◆ **EXERCISE**
Print back every record below, exactly as it stands.

Saved entries:

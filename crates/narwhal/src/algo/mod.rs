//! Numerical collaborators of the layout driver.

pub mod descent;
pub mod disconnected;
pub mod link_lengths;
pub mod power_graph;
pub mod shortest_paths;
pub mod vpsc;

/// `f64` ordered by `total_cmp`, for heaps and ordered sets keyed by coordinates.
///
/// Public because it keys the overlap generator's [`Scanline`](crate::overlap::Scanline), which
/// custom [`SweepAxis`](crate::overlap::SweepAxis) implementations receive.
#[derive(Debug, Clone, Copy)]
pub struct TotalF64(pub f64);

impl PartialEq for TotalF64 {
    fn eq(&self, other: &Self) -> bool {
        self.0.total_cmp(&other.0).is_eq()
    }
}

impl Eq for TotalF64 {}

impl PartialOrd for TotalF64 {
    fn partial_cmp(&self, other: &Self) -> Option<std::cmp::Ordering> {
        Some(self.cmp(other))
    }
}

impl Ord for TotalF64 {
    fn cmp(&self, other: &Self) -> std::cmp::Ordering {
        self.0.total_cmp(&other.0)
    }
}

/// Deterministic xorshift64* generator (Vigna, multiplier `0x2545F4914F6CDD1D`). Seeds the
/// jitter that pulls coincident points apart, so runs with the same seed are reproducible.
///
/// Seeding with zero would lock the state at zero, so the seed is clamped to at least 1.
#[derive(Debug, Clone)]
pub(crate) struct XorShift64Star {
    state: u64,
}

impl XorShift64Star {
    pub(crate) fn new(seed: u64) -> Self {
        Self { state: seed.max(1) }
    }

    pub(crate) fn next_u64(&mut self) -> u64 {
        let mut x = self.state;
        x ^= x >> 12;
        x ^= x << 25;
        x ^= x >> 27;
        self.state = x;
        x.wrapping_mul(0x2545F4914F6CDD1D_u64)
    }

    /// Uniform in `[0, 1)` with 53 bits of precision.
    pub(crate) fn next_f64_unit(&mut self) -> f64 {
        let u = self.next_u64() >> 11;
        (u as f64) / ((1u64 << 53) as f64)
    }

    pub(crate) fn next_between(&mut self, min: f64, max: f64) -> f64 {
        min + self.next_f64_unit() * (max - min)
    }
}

◆ **EXERCISE RESULT**
filename crates/narwhal/src/algo/mod.rs
//! Numerical collaborators of the layout driver.

pub mod descent;
pub mod disconnected;
pub mod link_lengths;
pub mod power_graph;
pub mod shortest_paths;
pub mod vpsc;

/// `f64` ordered by `total_cmp`, for heaps and ordered sets keyed by coordinates.
///
/// Public because it keys the overlap generator's [`Scanline`](crate::overlap::Scanline), which
/// custom [`SweepAxis`](crate::overlap::SweepAxis) implementations receive.
#[derive(Debug, Clone, Copy)]
pub struct TotalF64(pub f64);

impl PartialEq for TotalF64 {
    fn eq(&self, other: &Self) -> bool {
        self.0.total_cmp(&other.0).is_eq()
    }
}

impl Eq for TotalF64 {}

impl PartialOrd for TotalF64 {
    fn partial_cmp(&self, other: &Self) -> Option<std::cmp::Ordering> {
        Some(self.cmp(other))
    }
}

impl Ord for TotalF64 {
    fn cmp(&self, other: &Self) -> std::cmp::Ordering {
        self.0.total_cmp(&other.0)
    }
}

/// Deterministic xorshift64* generator (Vigna, multiplier `0x2545F4914F6CDD1D`). Seeds the
/// jitter that pulls coincident points apart, so runs with the same seed are reproducible.
///
/// Seeding with zero would lock the state at zero, so the seed is clamped to at least 1.
#[derive(Debug, Clone)]
pub(crate) struct XorShift64Star {
    state: u64,
}

impl XorShift64Star {
    pub(crate) fn new(seed: u64) -> Self {
        Self { state: seed.max(1) }
    }

    pub(crate) fn next_u64(&mut self) -> u64 {
        let mut x = self.state;
        x ^= x >> 12;
        x ^= x << 25;
        x ^= x >> 27;
        self.state = x;
        x.wrapping_mul(0x2545F4914F6CDD1D_u64)
    }

    /// Uniform in `[0, 1)` with 53 bits of precision.
    pub(crate) fn next_f64_unit(&mut self) -> f64 {
        let u = self.next_u64() >> 11;
        (u as f64) / ((1u64 << 53) as f64)
    }

    pub(crate) fn next_between(&mut self, min: f64, max: f64) -> f64 {
        min + self.next_f64_unit() * (max - min)
    }
}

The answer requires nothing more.